Tough roster decisions coming for Canadian women’s Olympic hockey team
The PWHL season doesn’t begin until Nov. 21, but the competition among the women looking to make the Canadian Olympic hockey team is already in full swing.
Two of three training blocks for the Canadian Olympic team are now in the books, after camp wrapped in Toronto at the end of last week.
The final training block begins at the end of this month in Montreal. It will be followed by just four games together as a team in the shortened Canada-U.S. Rivalry Series: two in the U.S. (in Cleveland on Nov. 6 and Buffalo, N.Y. on Nov. 8) and two in Edmonton (on Dec. 10 and 13).
“We’ve been pleasantly happy and surprised with how everyone has come to compete for a spot,” GM Gina Kingsbury told CBC Sports on Friday, after the Toronto camp ended. “I think we’ve got the right group here in place.”
Thirty players have been in camp but only 23 players will wear the maple leaf in Italy when the Winter Olympics begin in February. That leaves difficult decisions ahead for Kingsbury, head coach Troy Ryan and the rest of the staff.

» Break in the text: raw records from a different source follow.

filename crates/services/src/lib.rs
pub mod services;
pub mod models;
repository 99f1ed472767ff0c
use chrono::{DateTime, Utc};
use serde::{Deserialize, Serialize};
use ts_rs::TS;
use uuid::Uuid;

/// A next-best-action recommendation for the farm
#[derive(Debug, Clone, PartialEq, Serialize, Deserialize, TS)]
pub struct RecommendationData {
    pub id: Uuid,
    pub title: String,
    pub description: Option<String>,
    pub category: Option<String>,
    pub priority: i32,
    pub created_at: Option<DateTime<Utc>>,
}

/// Success payload of `GET /api/nba/recommendations`
#[derive(Debug, Clone, Default, PartialEq, Serialize, Deserialize)]
pub struct RecommendationsResponse {
    #[serde(default)]
    pub recommendations: Vec<RecommendationData>,
}
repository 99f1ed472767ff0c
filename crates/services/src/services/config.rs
//! Runtime configuration for the dashboard aggregator.

use std::time::Duration;

use models::models::farm::FarmCoordinates;
use thiserror::Error;

#[derive(Debug, Error)]
pub enum ConfigError {
    #[error("invalid value for {var}: {value}")]
    Invalid { var: &'static str, value: String },
    #[error("FARM_LATITUDE and FARM_LONGITUDE must be set together")]
    PartialCoordinates,
}

/// Settings for the aggregator and its refresh loop, read from the
/// environment with sensible defaults.
#[derive(Debug, Clone)]
pub struct DashboardConfig {
    /// Base URL of the upstream farm API.
    pub api_base_url: String,
    /// How often the background refresh re-runs the fetch cycle.
    pub poll_interval: Duration,
    /// Per-request timeout on the upstream client.
    pub request_timeout: Duration,
    /// Cap passed to the recommendations feed.
    pub max_recommendations: u32,
    /// Farm the dashboard mounts at startup; empty means "none yet".
    pub farm_id: String,
    pub farm_coordinates: Option<FarmCoordinates>,
}

impl Default for DashboardConfig {
    fn default() -> Self {
        Self {
            api_base_url: "http://localhost:3000".to_string(),
            poll_interval: Duration::from_secs(300),
            request_timeout: Duration::from_secs(30),
            max_recommendations: 5,
            farm_id: String::new(),
            farm_coordinates: None,
        }
    }
}

impl DashboardConfig {
    /// Read configuration from the environment, falling back to defaults
    /// for anything unset.
    pub fn from_env() -> Result<Self, ConfigError> {
        let mut config = Self::default();

        if let Ok(url) = std::env::var("FARM_API_BASE_URL") {
            config.api_base_url = url;
        }
        if let Some(secs) = parse_var::<u64>("DASHBOARD_POLL_INTERVAL_SECS")? {
            config.poll_interval = Duration::from_secs(secs);
        }
        if let Some(secs) = parse_var::<u64>("DASHBOARD_REQUEST_TIMEOUT_SECS")? {
            config.request_timeout = Duration::from_secs(secs);
        }
        if let Some(max) = parse_var::<u32>("DASHBOARD_MAX_RECOMMENDATIONS")? {
            config.max_recommendations = max;
        }
        if let Ok(farm_id) = std::env::var("FARM_ID") {
            config.farm_id = farm_id;
        }

        let latitude = parse_var::<f64>("FARM_LATITUDE")?;
        let longitude = parse_var::<f64>("FARM_LONGITUDE")?;
        config.farm_coordinates = match (latitude, longitude) {
            (Some(latitude), Some(longitude)) => Some(FarmCoordinates {
                latitude,
                longitude,
            }),
            (None, None) => None,
            _ => return Err(ConfigError::PartialCoordinates),
        };

        Ok(config)
    }
}

fn parse_var<T: std::str::FromStr>(var: &'static str) -> Result<Option<T>, ConfigError> {
    match std::env::var(var) {
        Ok(value) => value
            .parse()
            .map(Some)
            .map_err(|_| ConfigError::Invalid { var, value }),
        Err(_) => Ok(None),
    }
}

More than half (17) of the players at Olympic camp are veterans who won Olympic gold in Beijing in 2022. The Canadian management must decide how much to balance veteran experience with up-and-coming players who are likely to lead this team into the 2030 Olympics and beyond.
One of those players is 19-year-old Caitlin Kraemer, who passed Marie-Philip Poulin to become the all-time leading scorer at the Canadian women’s under-18 level.
The five-foot-nine University of Minnesota-Duluth forward looked strong against pro players on the ice at camp.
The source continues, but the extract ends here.